From a teaching perspective… again, I know teaching is already a lot of work, and I don’t know what the English syllabus is like in Japan, or what the rules are as to how she should teach. (I can certainly imagine the demands of one school enforcing a certain teaching model, let alone four different models!) However, speaking from personal experience as a native English speaker fluent in French: in France, I frequently explain words and concepts to my classmates, who are French and have to take English classes in which they’re expected to handle roughly newspaper level content (general interest articles, not so much specialist ones). I’m regularly told I teach better than our teachers (who are often French), and I’m thoroughly unqualified, while they have at least a master’s degree in linguistics, if not a PhD thesis. Just a little extra knowledge of Japanese might help your daughter better understand the difficulties her students are facing. I mean, I’m sure teaching is always more satisfying for both the teacher and the student when the student makes a new connection and understands something that used to seem difficult. FYI, I’m helping a friend who’s taking French at a Japanese university alongside his main degree, and even though we’re both native English speakers, I find myself drawing more and more parallels to structures in Japanese to help him understand nuances that aren’t as clearly defined in English. I’m sure the same can be done when teaching English to Japanese students, even if the two languages are very different.

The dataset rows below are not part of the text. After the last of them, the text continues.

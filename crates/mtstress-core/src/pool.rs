//! Worker fan-out and aggregate reporting.
//!
//! [`WorkerPool::run`] installs a fresh [`LockRegistry`] into the library,
//! then starts one named OS thread per worker. Each worker runs its
//! iterations back to back and stops at the first failed attempt; other
//! workers are unaffected. [`WorkerPool::join`] waits for every worker,
//! removes the callback, tears the registry down and labels the final
//! per-lock counters with the library's lock names.

use std::{
    sync::Arc,
    thread::{self, JoinHandle},
    time::{Duration, Instant},
};

use tracing::{debug, error, info, trace, warn};

use crate::{
    endpoint::Endpoint,
    error::{AttemptError, PoolError},
    exchange::{Exchange, ExchangeReport},
    locking::{LockRegistry, LockStats},
    pipe::DEFAULT_CAPACITY,
    session::{Session, SessionContext, SessionLibrary},
    stats::ContextStats,
};

/// Upper bound on concurrent workers.
pub const MAX_THREADS: usize = 100;

/// Shape of one stress run.
#[derive(Debug, Clone, Copy, PartialEq, Eq)]
pub struct RunConfig {
    /// Number of worker threads, 1..=[`MAX_THREADS`]
    pub threads: usize,
    /// Connection attempts per worker, at least 1
    pub iterations: usize,
    /// Keep one session handle per role across a worker's attempts
    pub reuse_sessions: bool,
    /// Capacity of each pipe direction, in bytes
    pub pipe_capacity: usize,
}

impl Default for RunConfig {
    fn default() -> Self {
        Self { threads: 10, iterations: 10, reuse_sessions: false, pipe_capacity: DEFAULT_CAPACITY }
    }
}

impl RunConfig {
    /// Configuration for `threads` workers of `iterations` attempts each,
    /// clamped into range.
    pub fn new(threads: usize, iterations: usize) -> Self {
        Self { threads, iterations, ..Self::default() }.clamped()
    }

    /// Bring every field into its valid range.
    ///
    /// Zero threads or iterations become one; more than [`MAX_THREADS`]
    /// threads become [`MAX_THREADS`].
    pub fn clamped(self) -> Self {
        Self {
            threads: self.threads.clamp(1, MAX_THREADS),
            iterations: self.iterations.max(1),
            pipe_capacity: self.pipe_capacity.max(1),
            ..self
        }
    }

    /// Enable or disable session handle reuse.
    pub fn with_reuse(mut self, reuse: bool) -> Self {
        self.reuse_sessions = reuse;
        self
    }

    /// Set the capacity of each pipe direction.
    pub fn with_pipe_capacity(mut self, capacity: usize) -> Self {
        self.pipe_capacity = capacity;
        self
    }

    /// Attempts the run makes if every worker succeeds.
    pub fn total_attempts(&self) -> usize {
        self.threads * self.iterations
    }
}

/// How a worker finished.
#[derive(Debug, Clone, PartialEq, Eq)]
pub enum WorkerOutcome {
    /// Every iteration completed.
    Completed,
    /// An attempt failed; later iterations were skipped.
    Failed {
        /// Zero-based index of the failed iteration
        iteration: usize,
        /// Cause of the failure
        error: AttemptError,
    },
    /// The worker thread panicked.
    Panicked,
}

/// Result of one worker.
#[derive(Debug, Clone, PartialEq, Eq)]
pub struct WorkerReport {
    /// Worker index
    pub worker: usize,
    /// Thread identifier reported through the locking callback
    pub thread_id: u64,
    /// Attempts that completed
    pub completed: usize,
    /// Final state
    pub outcome: WorkerOutcome,
    /// Library error messages recorded for this worker's thread
    pub errors: Vec<String>,
}

impl WorkerReport {
    /// Whether every iteration completed.
    pub fn is_success(&self) -> bool {
        self.outcome == WorkerOutcome::Completed
    }
}

/// Aggregate result of a run.
#[derive(Debug, Clone)]
pub struct RunReport {
    /// Per-worker results in worker order
    pub workers: Vec<WorkerReport>,
    /// Final lock usage counters
    pub locks: LockStats,
    /// Client context statistics at the end of the run
    pub client: ContextStats,
    /// Server context statistics at the end of the run
    pub server: ContextStats,
    /// Wall-clock time from first spawn to last join
    pub elapsed: Duration,
    /// Effective (clamped) configuration
    pub config: RunConfig,
}

impl RunReport {
    /// Whether every worker completed every iteration.
    pub fn is_success(&self) -> bool {
        self.workers.iter().all(WorkerReport::is_success)
    }

    /// Attempts that completed across all workers.
    pub fn completed_attempts(&self) -> usize {
        self.workers.iter().map(|w| w.completed).sum()
    }

    /// Workers that did not complete.
    pub fn failed_workers(&self) -> impl Iterator<Item = &WorkerReport> {
        self.workers.iter().filter(|w| !w.is_success())
    }
}

/// A running set of workers driving one library.
pub struct WorkerPool<L: SessionLibrary> {
    library: Arc<L>,
    registry: Arc<LockRegistry>,
    handles: Vec<JoinHandle<WorkerReport>>,
    config: RunConfig,
    started: Instant,
}

impl<L: SessionLibrary> WorkerPool<L> {
    /// Install the lock registry and start every worker.
    ///
    /// # Errors
    ///
    /// - `Install` if the library already has a locking callback
    /// - `Spawn` if a worker thread cannot be created; workers already
    ///   started are joined and the callback is removed first
    pub fn run(library: Arc<L>, config: RunConfig) -> Result<Self, PoolError> {
        let requested = config;
        let config = config.clamped();
        if config != requested {
            warn!(?requested, effective = ?config, "run configuration clamped");
        }

        let registry = Arc::new(LockRegistry::new(library.lock_count()));
        library.hooks().install(registry.clone())?;

        let started = Instant::now();
        let mut handles = Vec::with_capacity(config.threads);
        for worker in 0..config.threads {
            let lib = Arc::clone(&library);
            let spawned = thread::Builder::new()
                .name(format!("mtstress-worker-{worker}"))
                .spawn(move || run_worker(lib.as_ref(), worker, config));

            match spawned {
                Ok(handle) => handles.push(handle),
                Err(source) => {
                    error!(worker, %source, "cannot spawn worker");
                    for handle in handles {
                        let _ = handle.join();
                    }
                    drop(library.hooks().uninstall());
                    return Err(PoolError::Spawn { worker, source });
                },
            }
        }

        info!(
            threads = config.threads,
            iterations = config.iterations,
            reuse = config.reuse_sessions,
            locks = registry.lock_count(),
            "workers started"
        );

        Ok(Self { library, registry, handles, config, started })
    }

    /// Effective configuration of the run.
    pub fn config(&self) -> RunConfig {
        self.config
    }

    /// Wait for every worker and collect the report.
    pub fn join(self) -> RunReport {
        let Self { library, registry, handles, config, started } = self;

        let workers: Vec<_> = handles
            .into_iter()
            .enumerate()
            .map(|(worker, handle)| {
                handle.join().unwrap_or_else(|_| {
                    error!(worker, "worker panicked");
                    WorkerReport {
                        worker,
                        thread_id: 0,
                        completed: 0,
                        outcome: WorkerOutcome::Panicked,
                        errors: Vec::new(),
                    }
                })
            })
            .collect();
        let elapsed = started.elapsed();

        drop(library.hooks().uninstall());

        let snapshot = registry.counters();
        let counts = registry.teardown().unwrap_or_else(|err| {
            warn!(%err, "lock registry teardown failed; reporting last snapshot");
            snapshot
        });
        let locks = LockStats::new(counts, |id| library.lock_name(id));

        let report = RunReport {
            workers,
            locks,
            client: library.client().stats(),
            server: library.server().stats(),
            elapsed,
            config,
        };
        info!(
            completed = report.completed_attempts(),
            expected = config.total_attempts(),
            lock_acquisitions = report.locks.total(),
            elapsed_ms = elapsed.as_millis() as u64,
            "run finished"
        );
        report
    }
}

/// Run `config` to completion on `library`.
pub fn run<L: SessionLibrary>(library: Arc<L>, config: RunConfig) -> Result<RunReport, PoolError> {
    Ok(WorkerPool::run(library, config)?.join())
}

fn run_worker<L: SessionLibrary>(library: &L, worker: usize, config: RunConfig) -> WorkerReport {
    let thread_id = library.hooks().thread_id();
    debug!(worker, thread_id, "worker started");

    let result = if config.reuse_sessions {
        run_reused(library, worker, config)
    } else {
        run_fresh(library, worker, config)
    };

    let (completed, outcome) = match result {
        Ok(()) => (config.iterations, WorkerOutcome::Completed),
        Err((iteration, error)) => {
            warn!(worker, iteration, %error, "attempt failed");
            (iteration, WorkerOutcome::Failed { iteration, error })
        },
    };
    let errors = library.drain_errors();
    for message in &errors {
        debug!(worker, message = %message, "library error");
    }

    debug!(worker, completed, "worker done");
    WorkerReport { worker, thread_id, completed, outcome, errors }
}

fn run_fresh<L: SessionLibrary>(
    library: &L,
    worker: usize,
    config: RunConfig,
) -> Result<(), (usize, AttemptError)> {
    for iteration in 0..config.iterations {
        let attempt = attempt_fresh(library, config.pipe_capacity);
        trace_attempt(worker, iteration, attempt).map_err(|e| (iteration, e))?;
    }
    Ok(())
}

fn run_reused<L: SessionLibrary>(
    library: &L,
    worker: usize,
    config: RunConfig,
) -> Result<(), (usize, AttemptError)> {
    let mut client = allocate(library.client()).map_err(|e| (0, e))?;
    let mut server = allocate(library.server()).map_err(|e| (0, e))?;

    for iteration in 0..config.iterations {
        let attempt = attempt_reused(&mut client, &mut server, config.pipe_capacity);
        trace_attempt(worker, iteration, attempt).map_err(|e| (iteration, e))?;
    }
    Ok(())
}

fn attempt_fresh<L: SessionLibrary>(
    library: &L,
    pipe_capacity: usize,
) -> Result<ExchangeReport, AttemptError> {
    let client = Endpoint::owned(allocate(library.client())?)?;
    let server = Endpoint::owned(allocate(library.server())?)?;
    Ok(Exchange::new(client, server, pipe_capacity)?.run()?)
}

fn attempt_reused<S: Session>(
    client: &mut S,
    server: &mut S,
    pipe_capacity: usize,
) -> Result<ExchangeReport, AttemptError> {
    let client = Endpoint::borrowed(client)?;
    let server = Endpoint::borrowed(server)?;
    Ok(Exchange::new(client, server, pipe_capacity)?.run()?)
}

fn allocate<C: SessionContext>(context: &C) -> Result<C::Session, AttemptError> {
    context
        .new_session()
        .map_err(|source| AttemptError::Allocation { role: context.role(), source })
}

fn trace_attempt(
    worker: usize,
    iteration: usize,
    attempt: Result<ExchangeReport, AttemptError>,
) -> Result<(), AttemptError> {
    let report = attempt?;
    trace!(
        worker,
        iteration,
        rounds = report.rounds,
        client = %report.client_handle,
        server = %report.server_handle,
        "attempt complete"
    );
    Ok(())
}

#[cfg(test)]
mod tests {
    use super::*;
    use crate::{error::ExchangeError, exchange::Phase};

    #[test]
    fn defaults_match_classic_run() {
        let config = RunConfig::default();
        assert_eq!(config.threads, 10);
        assert_eq!(config.iterations, 10);
        assert!(!config.reuse_sessions);
        assert_eq!(config.total_attempts(), 100);
    }

    #[test]
    fn zero_values_clamp_to_one() {
        let config = RunConfig::new(0, 0);
        assert_eq!((config.threads, config.iterations), (1, 1));

        let config = RunConfig::default().with_pipe_capacity(0).clamped();
        assert_eq!(config.pipe_capacity, 1);
    }

    #[test]
    fn thread_count_is_capped() {
        assert_eq!(RunConfig::new(MAX_THREADS + 1, 1).threads, MAX_THREADS);
        assert_eq!(RunConfig::new(MAX_THREADS, 1).threads, MAX_THREADS);
    }

    #[test]
    fn report_counts_failures() {
        let failed = WorkerReport {
            worker: 1,
            thread_id: 9,
            completed: 2,
            outcome: WorkerOutcome::Failed {
                iteration: 2,
                error: AttemptError::Exchange(ExchangeError::StartupDeadlock {
                    rounds: 3,
                    client: Phase::NeedRead,
                    server: Phase::NeedRead,
                }),
            },
            errors: vec!["handshake rejected".into()],
        };
        let ok = WorkerReport {
            worker: 0,
            thread_id: 8,
            completed: 5,
            outcome: WorkerOutcome::Completed,
            errors: Vec::new(),
        };
        let report = RunReport {
            workers: vec![ok, failed],
            locks: LockStats::default(),
            client: ContextStats::default(),
            server: ContextStats::default(),
            elapsed: Duration::ZERO,
            config: RunConfig::new(2, 5),
        };

        assert!(!report.is_success());
        assert_eq!(report.completed_attempts(), 7);
        assert_eq!(report.failed_workers().map(|w| w.worker).collect::<Vec<_>>(), vec![1]);
    }
}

Finally, about the book itself: my impression is that, as long as you have a basic grasp of Japanese grammar, reading it is going to be mostly dictionary-checking + a little bit of new grammar (like how ~し合う creates a verb that means ‘to do ~ to/with each other’ e.g. 話し合うactually means ‘to speak to each other’=‘to discuss’). The sentences really aren’t complicated (I left some examples of how far ‘relative clauses’ can extend in Japanese in my previous post. I see none of that in Kiki’s), and the amount of hiragana makes me believe this is a book for children/tweens. Since the vocabulary list has already been done up, there won’t be much work beyond reading and getting used to Japanese sentence structure, which should build a great foundation for later study.
Anyway, I’m glad that you’re so enthusiastic about this, and I hope you manage to get a copy of the book somehow. I don’t know much about Bookwalker, so I can’t help you there. I’m sure there are some Japanese companies that would normally ship to the US (and there’s of course Amazon Japan), but I don’t know what state stocks and transportation services are at the moment. EDIT: Just checked comments on the Bookwalker app: you can access and view purchases from the global, Japan and Taiwan store there, so there shouldn’t be a problem getting an e-book copy that way. Honestly though, if your daughter is able to and doesn’t mind, she probably could get you a hard copy and mail it out of Japan, right? I don’t think there are legal issues with that.